● **WHAT YOU HAVE TO DO**: Reproduce exactly, from the data that follows, the line with "Appends an alert", the line with "let id = self.next_alert_id.fetch_add(1, Ordering::Relaxed);", and every line that lies between them.

----

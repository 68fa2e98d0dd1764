//! In-process repository for calls, events, and alerts.
//!
//! Backing is in-memory (the realtime plane's replay contract is
//! best-effort): calls live in a `DashMap`, events and alerts in append-only
//! vectors ordered by their monotonic ids. All writers are internally
//! synchronized; readers only ever observe fully committed rows.

use std::sync::atomic::{AtomicI64, Ordering};

use dashmap::DashMap;
use parking_lot::RwLock;
use serde_json::{Map, Value};

use crate::error::{CallwatchError, CallwatchResult};
use crate::model::{
    CallMutation, EventType, RealtimeCall, RealtimeEvent, Speaker, SupervisorAlert, Severity,
};

/// Fields for a new event row; the repository assigns the id.
#[derive(Debug, Clone)]
pub struct NewEvent {
    pub call_id: String,
    pub event_type: EventType,
    pub speaker: Option<Speaker>,
    pub text: Option<String>,
    pub sentiment: Option<f64>,
    pub confidence: Option<f64>,
    pub occurred_at: u64,
    pub metadata: Map<String, Value>,
}

/// Fields for a new alert row; the repository assigns id and created_at.
#[derive(Debug, Clone)]
pub struct NewAlert {
    pub call_id: String,
    pub alert_type: String,
    pub severity: Severity,
    pub message: String,
    pub metadata: Map<String, Value>,
}

/// Shared store for realtime rows.
#[derive(Default)]
pub struct RealtimeRepository {
    calls: DashMap<String, RealtimeCall>,
    events: RwLock<Vec<RealtimeEvent>>,
    alerts: RwLock<Vec<SupervisorAlert>>,
    next_event_id: AtomicI64,
    next_alert_id: AtomicI64,
}

impl RealtimeRepository {
    /// Creates an empty repository.
    pub fn new() -> Self {
        Self {
            calls: DashMap::new(),
            events: RwLock::new(Vec::new()),
            alerts: RwLock::new(Vec::new()),
            next_event_id: AtomicI64::new(1),
            next_alert_id: AtomicI64::new(1),
        }
    }

    // ─────────────────────────────────────────────────────────────────────
    // Calls
    // ─────────────────────────────────────────────────────────────────────

    /// Merges a mutation into a call row, creating it on first sight.
    ///
    /// `None` fields are left untouched; `updated_at` is always refreshed to
    /// `now_ms`. Returns the post-mutation row.
    pub fn upsert_call(&self, call_id: &str, mutation: CallMutation, now_ms: u64) -> RealtimeCall {
        let mut entry = self
            .calls
            .entry(call_id.to_string())
            .or_insert_with(|| RealtimeCall::new(call_id, now_ms));
        let call = entry.value_mut();

        if let Some(provider) = mutation.provider {
            call.provider = provider;
        }
        if let Some(status) = mutation.status {
            call.status = status;
        }
        if let Some(risk) = mutation.risk_score {
            call.risk_score = risk.clamp(0.0, 1.0);
        }
        if let Some(sentiment) = mutation.sentiment_score {
            call.sentiment_score = sentiment.clamp(-1.0, 1.0);
        }
        if let Some(agent_id) = mutation.agent_id {
            call.agent_id = Some(agent_id);
        }
        if let Some(customer_id) = mutation.customer_id {
            call.customer_id = Some(customer_id);
        }
        if let Some(metadata) = mutation.metadata {
            for (key, value) in metadata {
                call.metadata.insert(key, value);
            }
        }
        call.updated_at = now_ms;
        call.clone()
    }

    /// Returns a call row by id.
    #[must_use]
    pub fn get_call(&self, call_id: &str) -> Option<RealtimeCall> {
        self.calls.get(call_id).map(|r| r.value().clone())
    }

    /// Returns all known calls, most recently updated first.
    #[must_use]
    pub fn list_calls(&self) -> Vec<RealtimeCall> {
        let mut calls: Vec<RealtimeCall> = self.calls.iter().map(|r| r.value().clone()).collect();
        calls.sort_by(|a, b| b.updated_at.cmp(&a.updated_at));
        calls
    }

    // ─────────────────────────────────────────────────────────────────────
    // Events
    // ─────────────────────────────────────────────────────────────────────

    /// Appends an event row and returns it with its assigned id.
    pub fn append_event(&self, new: NewEvent) -> RealtimeEvent {
        let mut events = self.events.write();
        // Allocate under the write lock so insertion order matches id order.
        let id = self.next_event_id.fetch_add(1, Ordering::Relaxed);
        let event = RealtimeEvent {
            id,
            call_id: new.call_id,
            event_type: new.event_type,
            speaker: new.speaker,
            text: new.text,
            sentiment: new.sentiment,
            confidence: new.confidence,
            occurred_at: new.occurred_at,
            metadata: new.metadata,
        };
        events.push(event.clone());
        event
    }

    /// Returns the most recent `limit` events for a call, newest first.
    #[must_use]
    pub fn recent_events(&self, call_id: &str, limit: usize) -> Vec<RealtimeEvent> {
        self.events
            .read()
            .iter()
            .rev()
            .filter(|e| e.call_id == call_id)
            .take(limit)
            .cloned()
            .collect()
    }

    // ─────────────────────────────────────────────────────────────────────
    // Alerts
    // ─────────────────────────────────────────────────────────────────────

    /// Appends an alert row and returns it with its assigned id.
    pub fn append_alert(&self, new: NewAlert, now_ms: u64) -> SupervisorAlert {
        let mut alerts = self.alerts.write();
        let id = self.next_alert_id.fetch_add(1, Ordering::Relaxed);
        let alert = SupervisorAlert {
            id,
            call_id: new.call_id,
            alert_type: new.alert_type,
            severity: new.severity,
            message: new.message,
            acknowledged: false,
            acknowledged_at: None,
            created_at: now_ms,
            metadata: new.metadata,
        };
        alerts.push(alert.clone());
        alert
    }

    /// Returns alerts newest first, optionally filtered by call and ack state.
    #[must_use]
    pub fn recent_alerts(
        &self,
        call_id: Option<&str>,
        open_only: bool,
        limit: usize,
    ) -> Vec<SupervisorAlert> {
        self.alerts
            .read()
            .iter()
            .rev()
            .filter(|a| call_id.map_or(true, |id| a.call_id == id))
            .filter(|a| !open_only || !a.acknowledged)
            .take(limit)
            .cloned()
            .collect()
    }

    /// Acknowledges an alert idempotently.
    ///
    /// The first ack stamps `acknowledged_at`; repeats return the row
    /// unchanged with the original timestamp.
    pub fn ack_alert(&self, alert_id: i64, now_ms: u64) -> CallwatchResult<SupervisorAlert> {
        let mut alerts = self.alerts.write();
        let alert = alerts
            .iter_mut()
            .find(|a| a.id == alert_id)
            .ok_or_else(|| CallwatchError::NotFound(format!("alert {}", alert_id)))?;
        if !alert.acknowledged {
            alert.acknowledged = true;
            alert.acknowledged_at = Some(now_ms);
        }
        Ok(alert.clone())
    }
}

#[cfg(test)]
mod tests {
    use super::*;
    use crate::model::CallStatus;

    fn event_for(call_id: &str) -> NewEvent {
        NewEvent {
            call_id: call_id.to_string(),
            event_type: EventType::Transcript,
            speaker: Some(Speaker::Customer),
            text: Some("hello".into()),
            sentiment: None,
            confidence: None,
            occurred_at: 1_000,
            metadata: Map::new(),
        }
    }

    fn alert_for(call_id: &str, alert_type: &str) -> NewAlert {
        NewAlert {
            call_id: call_id.to_string(),
            alert_type: alert_type.to_string(),
            severity: Severity::High,
            message: "test".into(),
            metadata: Map::new(),
        }
    }

    #[test]
    fn upsert_merges_non_null_fields() {
        let repo = RealtimeRepository::new();
        repo.upsert_call(
            "RT-1",
            CallMutation {
                provider: Some("genesys".into()),
                agent_id: Some("agent-7".into()),
                ..Default::default()
            },
            100,
        );
        let call = repo.upsert_call(
            "RT-1",
            CallMutation {
                status: Some(CallStatus::Active),
                ..Default::default()
            },
            200,
        );
        assert_eq!(call.provider, "genesys");
        assert_eq!(call.agent_id.as_deref(), Some("agent-7"));
        assert_eq!(call.status, CallStatus::Active);
        assert_eq!(call.updated_at, 200);
    }

    #[test]
    fn upsert_clamps_scores() {
        let repo = RealtimeRepository::new();
        let call = repo.upsert_call(
            "RT-1",
            CallMutation {
                risk_score: Some(1.7),
                sentiment_score: Some(-2.0),
                ..Default::default()
            },
            1,
        );
        assert_eq!(call.risk_score, 1.0);
        assert_eq!(call.sentiment_score, -1.0);
    }

    #[test]
    fn event_ids_are_strictly_increasing() {
        let repo = RealtimeRepository::new();
        let a = repo.append_event(event_for("RT-1"));
        let b = repo.append_event(event_for("RT-2"));
        let c = repo.append_event(event_for("RT-1"));
        assert!(a.id < b.id && b.id < c.id);
    }

    #[test]
    fn recent_events_filters_and_orders_newest_first() {
        let repo = RealtimeRepository::new();
        for _ in 0..5 {
            repo.append_event(event_for("RT-1"));
            repo.append_event(event_for("RT-2"));
        }
        let events = repo.recent_events("RT-1", 3);
        assert_eq!(events.len(), 3);
        assert!(events.windows(2).all(|w| w[0].id > w[1].id));
        assert!(events.iter().all(|e| e.call_id == "RT-1"));
    }

    #[test]
    fn recent_alerts_open_only_filter() {
        let repo = RealtimeRepository::new();
        let a = repo.append_alert(alert_for("RT-1", "dead_air"), 10);
        repo.append_alert(alert_for("RT-1", "high_risk"), 20);
        repo.ack_alert(a.id, 30).unwrap();
        let open = repo.recent_alerts(Some("RT-1"), true, 10);
        assert_eq!(open.len(), 1);
        assert_eq!(open[0].alert_type, "high_risk");
    }

    #[test]
    fn ack_is_idempotent_with_stable_timestamp() {
        let repo = RealtimeRepository::new();
        let alert = repo.append_alert(alert_for("RT-1", "dead_air"), 10);
        let first = repo.ack_alert(alert.id, 42).unwrap();
        let second = repo.ack_alert(alert.id, 99).unwrap();
        assert!(first.acknowledged && second.acknowledged);
        assert_eq!(first.acknowledged_at, Some(42));
        assert_eq!(second.acknowledged_at, Some(42));
    }

    #[test]
    fn ack_unknown_alert_is_not_found() {
        let repo = RealtimeRepository::new();
        assert!(matches!(
            repo.ack_alert(31, 0),
            Err(CallwatchError::NotFound(_))
        ));
    }
}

----

● **RESULT**:
    /// Appends an alert row and returns it with its assigned id.
    pub fn append_alert(&self, new: NewAlert, now_ms: u64) -> SupervisorAlert {
        let mut alerts = self.alerts.write();
        let id = self.next_alert_id.fetch_add(1, Ordering::Relaxed);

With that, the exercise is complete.